[Records excerpted from a collection]
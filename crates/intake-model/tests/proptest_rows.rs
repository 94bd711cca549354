// SPDX-License-Identifier: Apache-2.0

use intake_model::{validate_profile, FieldMap, ProfileInput, ProgramRow};
use proptest::prelude::*;
use proptest::test_runner::Config;
use serde_json::json;

fn mixed_case(input: &str, mask: u32) -> String {
    input
        .chars()
        .enumerate()
        .map(|(i, c)| {
            if mask & (1 << (i % 32)) != 0 {
                c.to_ascii_uppercase()
            } else {
                c.to_ascii_lowercase()
            }
        })
        .collect()
}

proptest! {
    #![proptest_config(Config::with_cases(128))]

    #[test]
    fn status_priority_label_always_come_out_lower_cased(
        status in "[A-Za-z ]{1,24}",
        priority in "[A-Za-z]{1,12}",
        label in "[A-Za-z &]{1,32}",
    ) {
        let mut fields = FieldMap::new();
        fields.insert("programStatus".to_string(), json!(status));
        fields.insert("programPriority".to_string(), json!(priority));
        fields.insert("programLabel".to_string(), json!(label));

        let row = ProgramRow::from_fields("p1", &fields).expect("textual fields");
        prop_assert_eq!(row.status, status.to_lowercase());
        prop_assert_eq!(row.priority, priority.to_lowercase());
        prop_assert_eq!(row.label, label.to_lowercase());
    }

    #[test]
    fn casing_of_the_stored_value_never_changes_the_emitted_row(
        mask in any::<u32>(),
    ) {
        let stored = mixed_case("In Progress", mask);
        let mut fields = FieldMap::new();
        fields.insert("programStatus".to_string(), json!(stored));
        fields.insert("programPriority".to_string(), json!("high"));
        fields.insert("programLabel".to_string(), json!("agriculture"));

        let row = ProgramRow::from_fields("p1", &fields).expect("textual fields");
        prop_assert_eq!(row.status, "in progress");
    }

    #[test]
    fn validation_is_total_and_keys_stay_within_the_declared_fields(
        username in proptest::option::of(".{0,40}"),
        email in proptest::option::of(".{0,40}"),
        bio in proptest::option::of(".{0,200}"),
        urls in proptest::option::of(proptest::collection::vec(".{0,40}", 0..4)),
    ) {
        let input = ProfileInput { username, email, bio, urls };
        if let Err(errors) = validate_profile(&input) {
            prop_assert!(!errors.is_empty());
            for (field, messages) in &errors {
                prop_assert!(["username", "email", "bio", "urls"].contains(&field.as_str()));
                prop_assert!(!messages.is_empty());
            }
        }
    }
}
// SPDX-License-Identifier: Apache-2.0

//! HTTP layer for the intake dashboard: JSON endpoints over the aggregated
//! views, the profile settings form, and the built dashboard shell served
//! as a single-page app.

#![forbid(unsafe_code)]

pub mod config;

use std::sync::atomic::{AtomicBool, Ordering};
use std::sync::Arc;

use axum::extract::State;
use axum::http::StatusCode;
use axum::response::{IntoResponse, Response};
use axum::routing::{get, post};
use axum::{Form, Json, Router};
use intake_model::{
    validate_profile, ProfileForm, ProfileInput, ProgramLabel, ProgramPriority, ProgramStatus,
};
use intake_store::DocumentStore;
use intake_views::{
    refresh_applications, refresh_programs, ApplicationsView, ProgramsView, Snapshot,
};
use serde::Deserialize;
use serde_json::json;
use tower_http::services::{ServeDir, ServeFile};

pub use config::{
    validate_startup_config_contract, ServerConfig, DEFAULT_PORT, DEFAULT_REFRESH_INTERVAL_MS,
    DEFAULT_STATIC_DIR,
};
pub use intake_store::{FakeStore, HttpStore};

pub const CRATE_NAME: &str = "intake-server";

/// Shared handles behind every request handler.
#[derive(Clone)]
pub struct AppState {
    pub store: Arc<dyn DocumentStore>,
    pub applications: Arc<ApplicationsView>,
    pub programs: Arc<ProgramsView>,
    pub ready: Arc<AtomicBool>,
}

impl AppState {
    #[must_use]
    pub fn new(store: Arc<dyn DocumentStore>) -> Self {
        Self {
            store,
            applications: Arc::new(ApplicationsView::new()),
            programs: Arc::new(ProgramsView::new()),
            ready: Arc::new(AtomicBool::new(false)),
        }
    }
}

/// Assembles the full router. API routes sit under the configured base path;
/// everything else falls through to the static dashboard, which answers any
/// unknown path with the entry document so client-side routing keeps working.
#[must_use]
pub fn build_router(state: AppState, config: &ServerConfig) -> Router {
    let base = config.base_path.as_str();
    let index = config.static_dir.join("index.html");
    let spa = ServeDir::new(&config.static_dir).fallback(ServeFile::new(index));
    Router::new()
        .route(&format!("{base}/healthz"), get(healthz_handler))
        .route(&format!("{base}/readyz"), get(readyz_handler))
        .route(&format!("{base}/v1/version"), get(version_handler))
        .route(
            &format!("{base}/v1/applications"),
            get(applications_handler),
        )
        .route(
            &format!("{base}/v1/applications/refresh"),
            post(refresh_applications_handler),
        )
        .route(&format!("{base}/v1/programs"), get(programs_handler))
        .route(
            &format!("{base}/v1/programs/refresh"),
            post(refresh_programs_handler),
        )
        .route(
            &format!("{base}/v1/programs/options"),
            get(program_options_handler),
        )
        .route(
            &format!("{base}/v1/settings"),
            get(settings_handler).post(submit_settings_handler),
        )
        .fallback_service(spa)
        .with_state(state)
}

async fn healthz_handler() -> impl IntoResponse {
    (StatusCode::OK, "ok")
}

async fn readyz_handler(State(state): State<AppState>) -> impl IntoResponse {
    if state.ready.load(Ordering::Relaxed) {
        (StatusCode::OK, "ready").into_response()
    } else {
        (StatusCode::SERVICE_UNAVAILABLE, "not-ready").into_response()
    }
}

async fn version_handler(State(state): State<AppState>) -> impl IntoResponse {
    Json(json!({
        "crate": CRATE_NAME,
        "version": env!("CARGO_PKG_VERSION"),
        "backend": state.store.backend_tag(),
    }))
}

fn snapshot_body<T: serde::Serialize>(snapshot: &Snapshot<T>) -> Json<serde_json::Value> {
    Json(json!({
        "items": snapshot.rows.as_slice(),
        "stats": {
            "returned": snapshot.rows.len(),
            "version": snapshot.version,
        },
    }))
}

fn refresh_body(refreshed: bool, returned: usize) -> Json<serde_json::Value> {
    Json(json!({
        "status": if refreshed { "refreshed" } else { "stale" },
        "returned": returned,
    }))
}

async fn applications_handler(State(state): State<AppState>) -> impl IntoResponse {
    snapshot_body(&state.applications.get())
}

async fn refresh_applications_handler(State(state): State<AppState>) -> impl IntoResponse {
    let refreshed = refresh_applications(state.store.as_ref(), &state.applications).await;
    refresh_body(refreshed, state.applications.get().len())
}

async fn programs_handler(State(state): State<AppState>) -> impl IntoResponse {
    snapshot_body(&state.programs.get())
}

async fn refresh_programs_handler(State(state): State<AppState>) -> impl IntoResponse {
    let refreshed = refresh_programs(state.store.as_ref(), &state.programs).await;
    refresh_body(refreshed, state.programs.get().len())
}

async fn program_options_handler() -> impl IntoResponse {
    Json(json!({
        "statuses": ProgramStatus::options(),
        "priorities": ProgramPriority::options(),
        "labels": ProgramLabel::options(),
    }))
}

fn form_body(form: &ProfileForm) -> serde_json::Value {
    json!({
        "form": {
            "username": form.username,
            "email": form.email,
            "bio": form.bio,
            "urls": form.urls,
            "errors": {},
        }
    })
}

async fn settings_handler() -> impl IntoResponse {
    Json(form_body(&ProfileForm::default()))
}

/// Wire shape of a settings post. Every field is optional; the validator
/// supplies defaults and the per-field error messages.
#[derive(Debug, Default, Deserialize)]
#[serde(default)]
pub struct SettingsSubmission {
    pub username: Option<String>,
    pub email: Option<String>,
    pub bio: Option<String>,
    /// Comma-joined list, the way the dashboard's tag widget posts it.
    pub urls: Option<String>,
}

async fn submit_settings_handler(Form(submission): Form<SettingsSubmission>) -> Response {
    let input = ProfileInput {
        username: submission.username.clone(),
        email: submission.email.clone(),
        bio: submission.bio.clone(),
        urls: submission
            .urls
            .as_deref()
            .map(|joined| joined.split(',').map(str::to_string).collect()),
    };
    match validate_profile(&input) {
        Ok(form) => Json(form_body(&form)).into_response(),
        Err(errors) => (
            StatusCode::BAD_REQUEST,
            // Echo the submission as it arrived so the client can re-render
            // the form, urls still comma-joined.
            Json(json!({
                "form": {
                    "username": submission.username.unwrap_or_default(),
                    "email": submission.email.unwrap_or_default(),
                    "bio": submission.bio.unwrap_or_default(),
                    "urls": submission.urls.unwrap_or_default(),
                    "errors": errors,
                }
            })),
        )
            .into_response(),
    }
}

Exercise:
Reproduce each line of the records in which the word "async" appears.

Expected output:
async fn healthz_handler() -> impl IntoResponse {
async fn readyz_handler(State(state): State<AppState>) -> impl IntoResponse {
async fn version_handler(State(state): State<AppState>) -> impl IntoResponse {
async fn applications_handler(State(state): State<AppState>) -> impl IntoResponse {
async fn refresh_applications_handler(State(state): State<AppState>) -> impl IntoResponse {
async fn programs_handler(State(state): State<AppState>) -> impl IntoResponse {
async fn refresh_programs_handler(State(state): State<AppState>) -> impl IntoResponse {
async fn program_options_handler() -> impl IntoResponse {
async fn settings_handler() -> impl IntoResponse {
async fn submit_settings_handler(Form(submission): Form<SettingsSubmission>) -> Response {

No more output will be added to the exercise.